Investments are like marriages, some are good and steady. Some fluctuate radically between good and bad times, while others, well, they end in divorce.

As with bad relationships, we can bring our past emotional baggage into a potentially successful new investments. You need to know what went wrong, reflect on what you feel and figure out how to get over it so that you can start getting what you want in the future.

Common reasons for it ending up sour

* You are not an expert. Unless you’ve studied finance, the chances are you will find it hard to know what is true. It’s easy to follow advice and go with the flow and before you know it you’re in a long-term commitment. Being an outsider is never fun, often confusing and sometimes very stressful.

* You don’t know who and what to ask questions about. With investments, it really does pay to know how to ask the good questions that will give you the good answers that lead to good decisions. A common mistake is not to ask about the adviser about their background. That’s like expecting sound marriage advice from a divorcee. Check your expert’s advisory experience, their approach to investments and the reasons for their approach. Always ask how they get paid.

* You are intimidated. Let’s not beat about the bush — Making decisions about things you don’t know is terrifying. It’s easy to ignore your instincts and go with the advice of a strong, opinionated adviser. Remember, they get paid by your investment, either directly or indirectly. Their job is to coach you in making good decisions by explaining and interpreting their world in a way that makes it easy for you. If they don’t, fire them.

* You want a quick fix. We all know couples who met and are married within two months. Does that make speed a guarantee of a happy marriage? If it sounds too good to be true, 99 per cent of the time, it really is too good to be true. Like quick-fix marriages, quick-fix investment products usually make great stories and bad experiences. Avoid.

* Getting over it — know what really happened. You will keep making the same mistake again and again unless you know exactly how it went wrong. Take a long, hard look at your decision-making process. Make sure you take responsibility for yourself; after all, you made that choice. Be specific and more importantly, non-judgemental. This is about learning from mistakes rather than being hard on yourself.

* Be specific about what you want. The more you know what you want, the easier it is for an expert to help you. Think of your life as milestones. Be specific about how much you want to earn at each stage.

* Do your homework and be picky. Before you get involved make sure you check that person’s background. Ask for referrals from friends or contacts in the industry. Confirm credentials and do reference checks.

* Grow up, be wise. You are the only one responsible for your own life. Do your own research and make sure you are convinced by the solution offered. Go online, there are thousands of blogs, forums, groups and opinions you can ask. Only you can make the call on what is right for you so the more you learn, the better decision you will make.

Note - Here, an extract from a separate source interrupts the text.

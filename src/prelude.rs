//! Prelude module for hive_range crate.
//!
//! Re-exports the derive macros shared by the date and clause types.

pub use derive_more::Display;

* Trust your gut. It’s a wonderful thing — instinct. You may not know the exact reason for something feeling odd, but if it feels fishy, trust your read and find an alternative. After all, there’s always more fish in the sea.

As with any long term relationship, your investments may not always be a bed of roses. A happy financial future takes a lot of attention to detail, effort, patience and time.

— Rania Laing is Managing Partner of Your Neuro Coach, while Rebecca Ellis is Managing Partner of Pomona Wealth.